[Stored entries]

>>

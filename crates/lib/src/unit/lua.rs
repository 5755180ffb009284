//! Lua script task units.
//!
//! A script is evaluated in a fresh Lua VM with `__dir` bound to the
//! directory of the file. The unit's class is a table found by walking the
//! dotted type name (`Hearth.Target.Demo`, `::` also accepted):
//!
//! 1. through the table the chunk returns
//! 2. through the globals the chunk defined
//! 3. failing both, a returned table that itself has a `main` function
//!
//! Running the unit creates an instance whose `__index` is the class, binds
//! `instance:task(name, ...)` to the task catalog and calls `instance:main()`.
//!
//! ```lua
//! Hearth = { Target = {} }
//! local Demo = {}
//!
//! function Demo:main()
//!   self:task("chmod", 755, __dir .. "/bin/run.sh")
//! end
//!
//! Hearth.Target.Demo = Demo
//! ```

use std::fs;
use std::path::{Path, PathBuf};

use mlua::prelude::*;
use serde_json::Value;
use tracing::debug;

use super::TaskUnit;
use crate::consts::UNIT_ENTRY_POINT;
use crate::error::BuildError;
use crate::task::TaskContext;

/// Whether `path` is a Lua script.
pub fn is_script(path: &Path) -> bool {
  path.extension().is_some_and(|ext| ext.eq_ignore_ascii_case("lua"))
}

/// A task unit backed by a Lua class table.
pub struct LuaUnit {
  lua: Lua,
  class: LuaTable,
  file: PathBuf,
}

impl LuaUnit {
  /// Evaluate `path` and locate the class named `class_name`.
  pub fn load(path: &Path, class_name: &str) -> Result<Self, BuildError> {
    let lua = Lua::new();
    let (env, returned) = load_file_with_dir(&lua, path).map_err(|e| script_error(path, e))?;

    let segments = class_segments(class_name);
    let found = find_class(&returned, &segments)
      .and_then(|found| match found {
        Some(class) => Ok(Some(class)),
        None => find_class(&LuaValue::Table(env), &segments),
      })
      .map_err(|e| script_error(path, e))?;

    let class = match (found, returned) {
      (Some(class), _) => class,
      (None, LuaValue::Table(table)) if has_entry_point(&table) => table,
      _ => {
        return Err(BuildError::UnitNotFound {
          class: class_name.to_string(),
          file: path.to_path_buf(),
        });
      }
    };

    if !has_entry_point(&class) {
      return Err(BuildError::UnitNotFound {
        class: format!("{}.{}", class_name, UNIT_ENTRY_POINT),
        file: path.to_path_buf(),
      });
    }

    debug!(class = %class_name, file = %path.display(), "script unit loaded");
    Ok(Self {
      lua,
      class,
      file: path.to_path_buf(),
    })
  }

  fn instantiate(&self) -> LuaResult<LuaTable> {
    let instance = self.lua.create_table()?;
    let mt = self.lua.create_table()?;
    mt.set("__index", self.class.clone())?;
    instance.set_metatable(Some(mt))?;
    Ok(instance)
  }
}

impl TaskUnit for LuaUnit {
  fn main(&mut self, ctx: &mut TaskContext<'_>) -> Result<(), BuildError> {
    let instance = self.instantiate().map_err(|e| script_error(&self.file, e))?;
    let main: LuaFunction = self
      .class
      .get(UNIT_ENTRY_POINT)
      .map_err(|e| script_error(&self.file, e))?;

    // Primitive failures handed to Lua, by id. Only the one that escapes
    // `main` is reported; failures caught with `pcall` are dropped.
    let mut failures: Vec<BuildError> = Vec::new();

    let result = self.lua.scope(|scope| {
      let task = scope.create_function_mut(|lua, (_this, name, args): (LuaValue, String, LuaMultiValue)| {
        let params = args
          .into_iter()
          .map(|arg| lua.from_value::<Value>(arg))
          .collect::<LuaResult<Vec<_>>>()?;

        ctx.task(&name, &params).map_err(|e| {
          let failure = TaskFailure {
            id: failures.len(),
            message: e.to_string(),
          };
          failures.push(e);
          LuaError::external(failure)
        })
      })?;
      instance.set("task", task)?;
      main.call::<()>(instance.clone())
    });

    match result {
      Ok(()) => Ok(()),
      Err(e) => match escaped_failure(&e) {
        Some(id) if id < failures.len() => Err(failures.swap_remove(id)),
        _ => Err(script_error(&self.file, e)),
      },
    }
  }
}

/// A primitive failure raised into Lua, pointing back at the original error.
#[derive(Debug)]
struct TaskFailure {
  id: usize,
  message: String,
}

impl std::fmt::Display for TaskFailure {
  fn fmt(&self, f: &mut std::fmt::Formatter<'_>) -> std::fmt::Result {
    f.write_str(&self.message)
  }
}

impl std::error::Error for TaskFailure {}

/// The id of the primitive failure that `err` carries, if any.
fn escaped_failure(err: &LuaError) -> Option<usize> {
  match err {
    LuaError::CallbackError { cause, .. } | LuaError::WithContext { cause, .. } => escaped_failure(cause),
    LuaError::ExternalError(inner) => inner.downcast_ref::<TaskFailure>().map(|f| f.id),
    _ => None,
  }
}

/// Load a Lua file with a custom environment containing `__dir`.
///
/// Globals assigned by the chunk land in the returned environment table,
/// which falls back to `_G` for reads. Returns the environment and the
/// chunk's return value.
fn load_file_with_dir(lua: &Lua, path: &Path) -> LuaResult<(LuaTable, LuaValue)> {
  let content =
    fs::read_to_string(path).map_err(|e| LuaError::external(format!("cannot read '{}': {}", path.display(), e)))?;

  let dir = path.parent().unwrap_or(Path::new(".")).to_string_lossy().into_owned();

  let env = lua.create_table()?;
  env.set("__dir", dir)?;

  let mt = lua.create_table()?;
  mt.set("__index", lua.globals())?;
  env.set_metatable(Some(mt))?;

  let result = lua
    .load(content.as_str())
    .set_name(format!("@{}", path.display()))
    .set_environment(env.clone())
    .eval::<LuaValue>()?;

  Ok((env, result))
}

fn class_segments(class_name: &str) -> Vec<&str> {
  class_name
    .split("::")
    .flat_map(|part| part.split('.'))
    .filter(|s| !s.is_empty())
    .collect()
}

fn find_class(root: &LuaValue, segments: &[&str]) -> LuaResult<Option<LuaTable>> {
  if segments.is_empty() {
    return Ok(None);
  }

  let mut current = root.clone();
  for segment in segments {
    current = match current {
      LuaValue::Table(table) => table.get::<LuaValue>(*segment)?,
      _ => return Ok(None),
    };
  }

  match current {
    LuaValue::Table(table) => Ok(Some(table)),
    _ => Ok(None),
  }
}

fn has_entry_point(table: &LuaTable) -> bool {
  matches!(table.get::<LuaValue>(UNIT_ENTRY_POINT), Ok(LuaValue::Function(_)))
}

fn script_error(file: &Path, err: LuaError) -> BuildError {
  BuildError::Script {
    file: file.to_path_buf(),
    message: err.to_string(),
  }
}

#[cfg(test)]
mod tests {
  use super::*;
  use crate::output::MemorySink;
  use crate::task::TaskCatalog;
  use crate::util::testutil::write_file;
  use tempfile::TempDir;

  fn run_unit(dir: &Path, unit: &mut LuaUnit) -> (Result<(), BuildError>, String) {
    let catalog = TaskCatalog::with_builtins();
    let mut sink = MemorySink::new();
    let result = {
      let mut ctx = TaskContext::new(&catalog, &mut sink, dir);
      unit.main(&mut ctx)
    };
    (result, sink.text())
  }

  const DEMO: &str = r#"
Hearth = { Target = {} }
local Demo = {}

function Demo:main()
  self:task("echo", "demo", "ran", 1)
end

Hearth.Target.Demo = Demo
"#;

  #[test]
  fn is_script_checks_extension() {
    assert!(is_script(Path::new("a/b.lua")));
    assert!(is_script(Path::new("B.LUA")));
    assert!(!is_script(Path::new("b.rs")));
    assert!(!is_script(Path::new("lua")));
  }

  #[test]
  fn class_segments_accepts_both_separators() {
    assert_eq!(class_segments("Hearth.Target.Demo"), vec!["Hearth", "Target", "Demo"]);
    assert_eq!(class_segments("Hearth::Target::Demo"), vec!["Hearth", "Target", "Demo"]);
    assert_eq!(class_segments("Demo"), vec!["Demo"]);
  }

  #[test]
  fn runs_class_defined_through_globals() {
    let temp = TempDir::new().unwrap();
    let file = write_file(temp.path(), "demo.lua", DEMO);

    let mut unit = LuaUnit::load(&file, "Hearth.Target.Demo").unwrap();
    let (result, output) = run_unit(temp.path(), &mut unit);

    result.unwrap();
    assert_eq!(output, "demo ran 1");
  }

  #[test]
  fn runs_class_from_returned_table() {
    let temp = TempDir::new().unwrap();
    let file = write_file(
      temp.path(),
      "lib.lua",
      r#"
local Build = {}
function Build:main() self:task("echo", "from", "module") end
return { Lib = { Build = Build } }
"#,
    );

    let mut unit = LuaUnit::load(&file, "Lib::Build").unwrap();
    assert_eq!(run_unit(temp.path(), &mut unit).1, "from module");
  }

  #[test]
  fn returned_class_table_is_accepted_directly() {
    let temp = TempDir::new().unwrap();
    let file = write_file(
      temp.path(),
      "single.lua",
      "local T = {}\nfunction T:main() self:task('echo', 'single') end\nreturn T\n",
    );

    let mut unit = LuaUnit::load(&file, "Any.Name").unwrap();
    assert_eq!(run_unit(temp.path(), &mut unit).1, "single");
  }

  #[test]
  fn instance_fields_do_not_leak_into_class() {
    let temp = TempDir::new().unwrap();
    let file = write_file(
      temp.path(),
      "count.lua",
      r#"
Counter = { count = 0 }
function Counter:main()
  self.count = self.count + 1
  self:task("echo", self.count, Counter.count)
end
"#,
    );

    let mut unit = LuaUnit::load(&file, "Counter").unwrap();
    assert_eq!(run_unit(temp.path(), &mut unit).1, "1 0");
    assert_eq!(run_unit(temp.path(), &mut unit).1, "1 0");
  }

  #[test]
  fn dir_points_at_script_directory() {
    let temp = TempDir::new().unwrap();
    let file = write_file(
      temp.path(),
      "sub/where.lua",
      "Where = {}\nfunction Where:main() self:task('echo', __dir) end\n",
    );

    let mut unit = LuaUnit::load(&file, "Where").unwrap();
    let (_, output) = run_unit(temp.path(), &mut unit);
    assert_eq!(output, temp.path().join("sub").to_string_lossy());
  }

  #[test]
  fn missing_class_is_unit_not_found() {
    let temp = TempDir::new().unwrap();
    let file = write_file(temp.path(), "demo.lua", DEMO);

    assert!(matches!(
      LuaUnit::load(&file, "Hearth.Target.Other"),
      Err(BuildError::UnitNotFound { .. })
    ));
  }

  #[test]
  fn class_without_main_is_unit_not_found() {
    let temp = TempDir::new().unwrap();
    let file = write_file(temp.path(), "nomain.lua", "NoMain = { run = function() end }\n");

    assert!(matches!(
      LuaUnit::load(&file, "NoMain"),
      Err(BuildError::UnitNotFound { class, .. }) if class == "NoMain.main"
    ));
  }

  #[test]
  fn syntax_error_is_script_error() {
    let temp = TempDir::new().unwrap();
    let file = write_file(temp.path(), "bad.lua", "this is not lua {{{");

    assert!(matches!(
      LuaUnit::load(&file, "Bad"),
      Err(BuildError::Script { .. })
    ));
  }

  #[test]
  fn runtime_error_carries_file_and_line() {
    let temp = TempDir::new().unwrap();
    let file = write_file(
      temp.path(),
      "boom.lua",
      "Boom = {}\nfunction Boom:main()\n  error('kaboom')\nend\n",
    );

    let mut unit = LuaUnit::load(&file, "Boom").unwrap();
    match run_unit(temp.path(), &mut unit).0.unwrap_err() {
      BuildError::Script { message, file: origin } => {
        assert!(message.contains("kaboom"), "{message}");
        assert!(message.contains("boom.lua:3"), "{message}");
        assert_eq!(origin, file);
      }
      other => panic!("expected Script, got {other:?}"),
    }
  }

  #[test]
  fn primitive_failure_keeps_its_type() {
    let temp = TempDir::new().unwrap();
    let file = write_file(
      temp.path(),
      "unknown.lua",
      "U = {}\nfunction U:main() self:task('teleport', 1) end\n",
    );

    let mut unit = LuaUnit::load(&file, "U").unwrap();
    assert!(matches!(
      run_unit(temp.path(), &mut unit).0,
      Err(BuildError::UnknownTask(name)) if name == "teleport"
    ));
  }

  #[test]
  fn caught_primitive_failure_does_not_fail_unit() {
    let temp = TempDir::new().unwrap();
    let file = write_file(
      temp.path(),
      "caught.lua",
      r#"
C = {}
function C:main()
  local ok = pcall(function() self:task('teleport') end)
  self:task('echo', 'recovered', tostring(ok))
end
"#,
    );

    let mut unit = LuaUnit::load(&file, "C").unwrap();
    let (result, output) = run_unit(temp.path(), &mut unit);
    result.unwrap();
    assert_eq!(output, "recovered false");
  }

  #[test]
  fn later_script_error_wins_over_caught_primitive_failure() {
    let temp = TempDir::new().unwrap();
    let file = write_file(
      temp.path(),
      "rethrow.lua",
      r#"
C = {}
function C:main()
  pcall(function() self:task('teleport') end)
  error('real failure')
end
"#,
    );

    let mut unit = LuaUnit::load(&file, "C").unwrap();
    match run_unit(temp.path(), &mut unit).0.unwrap_err() {
      BuildError::Script { message, .. } => assert!(message.contains("real failure"), "{message}"),
      other => panic!("expected Script, got {other:?}"),
    }
  }

  #[test]
  fn uncaught_primitive_failure_wins_over_caught_one() {
    let temp = TempDir::new().unwrap();
    let file = write_file(
      temp.path(),
      "second.lua",
      r#"
C = {}
function C:main()
  pcall(function() self:task('teleport') end)
  self:task('mkdir')
end
"#,
    );

    let mut unit = LuaUnit::load(&file, "C").unwrap();
    assert!(matches!(
      run_unit(temp.path(), &mut unit).0,
      Err(BuildError::InvalidParameters { task, .. }) if task == "mkdir"
    ));
  }

  #[cfg(unix)]
  #[test]
  fn chmod_from_script_changes_mode() {
    use std::os::unix::fs::PermissionsExt;

    let temp = TempDir::new().unwrap();
    let target = write_file(temp.path(), "bin/run.sh", "#!/bin/sh\n");
    let file = write_file(
      temp.path(),
      "chmod.lua",
      "Demo = {}\nfunction Demo:main() self:task('chmod', 777, 'bin/run.sh') end\n",
    );

    let mut unit = LuaUnit::load(&file, "Demo").unwrap();
    run_unit(temp.path(), &mut unit).0.unwrap();

    let mode = fs::metadata(target).unwrap().permissions().mode();
    assert_eq!(mode & 0o777, 0o777);
  }
}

<<

▶ _What is being asked_:
Repeat every line of the data word for word until you have repeated the line that contains "let lua = Lua::new();", which is the last one to include.

▶ _Exercise answer_:
filename crates/lib/src/unit/lua.rs
repository 5755180ffb009284
//! Lua script task units.
//!
//! A script is evaluated in a fresh Lua VM with `__dir` bound to the
//! directory of the file. The unit's class is a table found by walking the
//! dotted type name (`Hearth.Target.Demo`, `::` also accepted):
//!
//! 1. through the table the chunk returns
//! 2. through the globals the chunk defined
//! 3. failing both, a returned table that itself has a `main` function
//!
//! Running the unit creates an instance whose `__index` is the class, binds
//! `instance:task(name, ...)` to the task catalog and calls `instance:main()`.
//!
//! ```lua
//! Hearth = { Target = {} }
//! local Demo = {}
//!
//! function Demo:main()
//!   self:task("chmod", 755, __dir .. "/bin/run.sh")
//! end
//!
//! Hearth.Target.Demo = Demo
//! ```

use std::fs;
use std::path::{Path, PathBuf};

use mlua::prelude::*;
use serde_json::Value;
use tracing::debug;

use super::TaskUnit;
use crate::consts::UNIT_ENTRY_POINT;
use crate::error::BuildError;
use crate::task::TaskContext;

/// Whether `path` is a Lua script.
pub fn is_script(path: &Path) -> bool {
  path.extension().is_some_and(|ext| ext.eq_ignore_ascii_case("lua"))
}

/// A task unit backed by a Lua class table.
pub struct LuaUnit {
  lua: Lua,
  class: LuaTable,
  file: PathBuf,
}

impl LuaUnit {
  /// Evaluate `path` and locate the class named `class_name`.
  pub fn load(path: &Path, class_name: &str) -> Result<Self, BuildError> {
    let lua = Lua::new();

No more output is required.